Top of Records to use

impl PluginBuilder {
    fn new(name: String) -> Self {
        Self {
            inner: DefinitionInner {
                name,
                metadata: PluginMetadata::default(),
                dependencies: Vec::new(),
                config: None,
                context_schema: None,
                initial_context: Value::Object(Map::new()),
                events: HashMap::new(),
                methods: Vec::new(),
                on_start: None,
                on_stop: None,
                on_error: None,
                effects: Vec::new(),
                services: Vec::new(),
                interceptors: Vec::new(),
            },
            facets: HashSet::new(),
            errors: Vec::new(),
        }
    }

    /// Declares the plugin's dependencies.
    ///
    /// Accepts definitions (`&PluginDefinition`) and names (`&str`) alike.
    pub fn dependencies<I, D>(mut self, dependencies: I) -> Self
    where
        I: IntoIterator<Item = D>,
        D: Into<Dependency>,
    {
        if self.claim("dependencies") {
            self.inner.dependencies = dependencies.into_iter().map(Into::into).collect();
        }
        self
    }

    /// Declares the config schema.
    pub fn config(mut self, schema: Schema) -> Self {
        if self.claim("config") {
            self.inner.config = Some(schema);
        }
        self
    }

    /// Declares the context schema and its initial value.
    pub fn context(mut self, schema: Schema, initial: Value) -> Self {
        if self.claim("context") {
            self.inner.context_schema = Some(schema);
            self.inner.initial_context = initial;
        }
        self
    }

    /// Declares the events this plugin emits, each with an optional payload schema.
    pub fn events<I, K>(mut self, events: I) -> Self
    where
        I: IntoIterator<Item = (K, Option<Schema>)>,
        K: Into<String>,
    {
        if self.claim("events") {
            for (kind, schema) in events {
                let kind = kind.into();
                if self.inner.events.contains_key(&kind) {
                    self.duplicate("event", kind);
                } else {
                    self.inner.events.insert(kind, schema);
                }
            }
        }
        self
    }

    /// Attaches descriptive metadata.
    pub fn metadata(mut self, metadata: PluginMetadata) -> Self {
        if self.claim("metadata") {
            self.inner.metadata = metadata;
        }
        self
    }

    /// Sets the hook run while the plugin is starting.
    pub fn on_start<F, Fut, E>(mut self, f: F) -> Self
    where
        F: Fn(PluginScope) -> Fut + Send + Sync + 'static,
        Fut: Future<Output = Result<(), E>> + Send + 'static,
        E: Into<BoxError>,
    {
        if self.claim("on_start") {
            self.inner.on_start = Some(handler::hook(f));
        }
        self
    }

    /// Sets the hook run after the plugin's services have stopped.
    pub fn on_stop<F, Fut, E>(mut self, f: F) -> Self
    where
        F: Fn(PluginScope) -> Fut + Send + Sync + 'static,
        Fut: Future<Output = Result<(), E>> + Send + 'static,
        E: Into<BoxError>,
    {
        if self.claim("on_stop") {
            self.inner.on_stop = Some(handler::hook(f));
        }
        self
    }

    /// Sets the hook run when the plugin transitions to `Errored`.
    pub fn on_error<F, Fut, E>(mut self, f: F) -> Self
    where
        F: Fn(PluginScope, Arc<PluginError>) -> Fut + Send + Sync + 'static,
        Fut: Future<Output = Result<(), E>> + Send + 'static,
        E: Into<BoxError>,
    {
        if self.claim("on_error") {
            self.inner.on_error = Some(handler::error_hook(f));
        }
        self
    }

    /// Adds a method callable by dependents and by the embedding application.
    pub fn method<F, Fut, E>(mut self, name: impl Into<String>, signature: MethodSignature, f: F) -> Self
    where
        F: Fn(PluginScope, Value) -> Fut + Send + Sync + 'static,
        Fut: Future<Output = Result<Value, E>> + Send + 'static,
        E: Into<BoxError>,
    {
        let name = name.into();
        if self.inner.methods.iter().any(|m| *m.name == *name) {
            self.duplicate("method", name);
        } else {
            self.inner.methods.push(MethodEntry {
                name: name.into(),
                signature,
                service: handler::method(f),
            });
        }
        self
    }

    /// Adds an effect run against every delivered event, in registration order.
    pub fn effect<F, Fut, E>(mut self, name: impl Into<String>, f: F) -> Self
    where
        F: Fn(PluginScope, Event) -> Fut + Send + Sync + 'static,
        Fut: Future<Output = Result<(), E>> + Send + 'static,
        E: Into<BoxError>,
    {
        let name = name.into();
        if self.inner.effects.iter().any(|e| *e.name == *name) {
            self.duplicate("effect", name);
        } else {
            self.inner.effects.push(EffectEntry {
                name: name.into(),
                service: handler::effect(f),
            });
        }
        self
    }

    /// Adds a background service consuming the plugin's event queue.
    pub fn service<F, Fut, E>(mut self, name: impl Into<String>, f: F) -> Self
    where
        F: Fn(ServiceScope, EventStream) -> Fut + Send + Sync + 'static,
        Fut: Future<Output = Result<(), E>> + Send + 'static,
        E: Into<BoxError>,
    {
        let name = name.into();
        if self.inner.services.iter().any(|s| *s.name == *name) {
            self.duplicate("service", name);
        } else {
            self.inner.services.push(ServiceEntry {
                name: name.into(),
                run: handler::service(f),
            });
        }
        self
    }

    /// Adds an interceptor applied to events from every source.
    pub fn interceptor<F, Fut, E>(self, name: impl Into<String>, f: F) -> Self
    where
        F: Fn(Intercept) -> Fut + Send + Sync + 'static,
        Fut: Future<Output = Result<(), E>> + Send + 'static,
        E: Into<BoxError>,
    {
        self.intercept_with(name, InterceptTarget::Any, f)
    }

    /// Adds an interceptor applied only to events from `source`.
    pub fn interceptor_for<F, Fut, E>(
        self,
        name: impl Into<String>,
        source: impl Into<String>,
        f: F,
    ) -> Self
    where
        F: Fn(Intercept) -> Fut + Send + Sync + 'static,
        Fut: Future<Output = Result<(), E>> + Send + 'static,
        E: Into<BoxError>,
    {
        self.intercept_with(name, InterceptTarget::Source(source.into()), f)
    }

    /// Adds any [`Interceptor`] implementation.
    pub fn intercept_with<I: Interceptor>(
        mut self,
        name: impl Into<String>,
        target: InterceptTarget,
        interceptor: I,
    ) -> Self {
        let name = name.into();
        if self.inner.interceptors.iter().any(|i| *i.name == *name) {
            self.duplicate("interceptor", name);
        } else {
            self.inner.interceptors.push(InterceptorEntry {
                name: name.into(),
                target,
                handler: Arc::new(interceptor),
            });
        }
        self
    }

    /// Finishes the definition.
    ///
    /// # Errors
    ///
    /// Returns the first recorded [`DefinitionError`].
    pub fn build(self) -> Result<PluginDefinition, DefinitionError> {
        if self.inner.name.is_empty() {
            return Err(DefinitionError::EmptyName);
        }
        if let Some(error) = self.errors.into_iter().next() {
            return Err(error);
        }
        Ok(PluginDefinition {
            inner: Arc::new(self.inner),
        })
    }

    fn claim(&mut self, facet: &'static str) -> bool {
        if self.facets.insert(facet) {
            return true;
        }
        self.errors.push(DefinitionError::FacetAlreadySet {
            plugin: self.inner.name.clone(),
            facet,
        });
        false
    }

    fn duplicate(&mut self, kind: &'static str, name: String) {
        self.errors.push(DefinitionError::DuplicateMember {
            plugin: self.inner.name.clone(),
            kind,
            name,
        });
    }
}

#[cfg(test)]
mod tests {
    use super::*;
    use serde_json::json;

    async fn noop(_scope: PluginScope) -> Result<(), BoxError> {
        Ok(())
    }

    #[test]
    fn test_build_minimal() {
        let def = PluginDefinition::builder("a").build().unwrap();
        assert_eq!(def.name(), "a");
        assert!(def.dependencies().is_empty());
        assert!(def.config_schema().is_none());
    }

    #[test]
    fn test_empty_name_rejected() {
        let err = PluginDefinition::builder("").build().unwrap_err();
        assert_eq!(err, DefinitionError::EmptyName);
    }

    #[test]
    fn test_facet_set_twice_rejected() {
        let err = PluginDefinition::builder("a")
            .config(Schema::Any)
            .on_start(noop)
            .config(Schema::Null)
            .build()
            .unwrap_err();
        assert_eq!(
            err,
            DefinitionError::FacetAlreadySet {
                plugin: "a".into(),
                facet: "config"
            }
        );
    }

    #[test]
    fn test_hook_set_twice_rejected() {
        let err = PluginDefinition::builder("a")
            .on_start(noop)
            .on_start(noop)
            .build()
            .unwrap_err();
        assert!(matches!(err, DefinitionError::FacetAlreadySet { facet: "on_start", .. }));
    }

    #[test]
    fn test_duplicate_member_rejected() {
        let err = PluginDefinition::builder("a")
            .effect("e", |_s: PluginScope, _e: Event| async { Ok::<_, BoxError>(()) })
            .effect("e", |_s: PluginScope, _e: Event| async { Ok::<_, BoxError>(()) })
            .build()
            .unwrap_err();
        assert_eq!(
            err,
            DefinitionError::DuplicateMember {
                plugin: "a".into(),
                kind: "effect",
                name: "e".into()
            }
        );
    }

    #[test]
    fn test_duplicate_event_rejected() {
        let err = PluginDefinition::builder("a")
            .events([("tick", None), ("tick", Some(Schema::Integer))])
            .build()
            .unwrap_err();
        assert!(matches!(err, DefinitionError::DuplicateMember { kind: "event", .. }));
    }

    #[test]
    fn test_accessors() {
        let dep = PluginDefinition::builder("dep").build().unwrap();
        let def = PluginDefinition::builder("a")
            .dependencies([Dependency::from(&dep), Dependency::from("other")])
            .events([("tick", None), ("say", Some(Schema::String))])
            .context(Schema::object([("n", Schema::Integer)]), json!({ "n": 0 }))
            .method("get", MethodSignature::default(), |_s: PluginScope, _a: Value| async {
                Ok::<_, BoxError>(Value::Null)
            })
            .interceptor("pass", |call: Intercept| async move {
                call.forward();
                Ok::<_, BoxError>(())
            })
            .metadata(PluginMetadata::new("1.2.0").description("test plugin"))
            .build()
            .unwrap();

        let names: Vec<_> = def.dependencies().iter().map(Dependency::name).collect();
        assert_eq!(names, vec!["dep", "other"]);
        assert_eq!(def.event_schema("tick"), Some(None));
        assert_eq!(def.event_schema("say"), Some(Some(&Schema::String)));
        assert_eq!(def.event_schema("nope"), None);
        assert!(def.method_signature("get").is_some());
        assert_eq!(def.interceptor_names().collect::<Vec<_>>(), vec!["pass"]);
        assert_eq!(def.metadata().version.as_deref(), Some("1.2.0"));
        assert!(def.ptr_eq(&def.clone()));
    }
}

Bottom of Records to use

◆ What the task asks ◆
Wherever the word "collect" turns up in the records above, copy the line that holds it.

◆ Answer box ◆
            self.inner.dependencies = dependencies.into_iter().map(Into::into).collect();
        let names: Vec<_> = def.dependencies().iter().map(Dependency::name).collect();
        assert_eq!(def.interceptor_names().collect::<Vec<_>>(), vec!["pass"]);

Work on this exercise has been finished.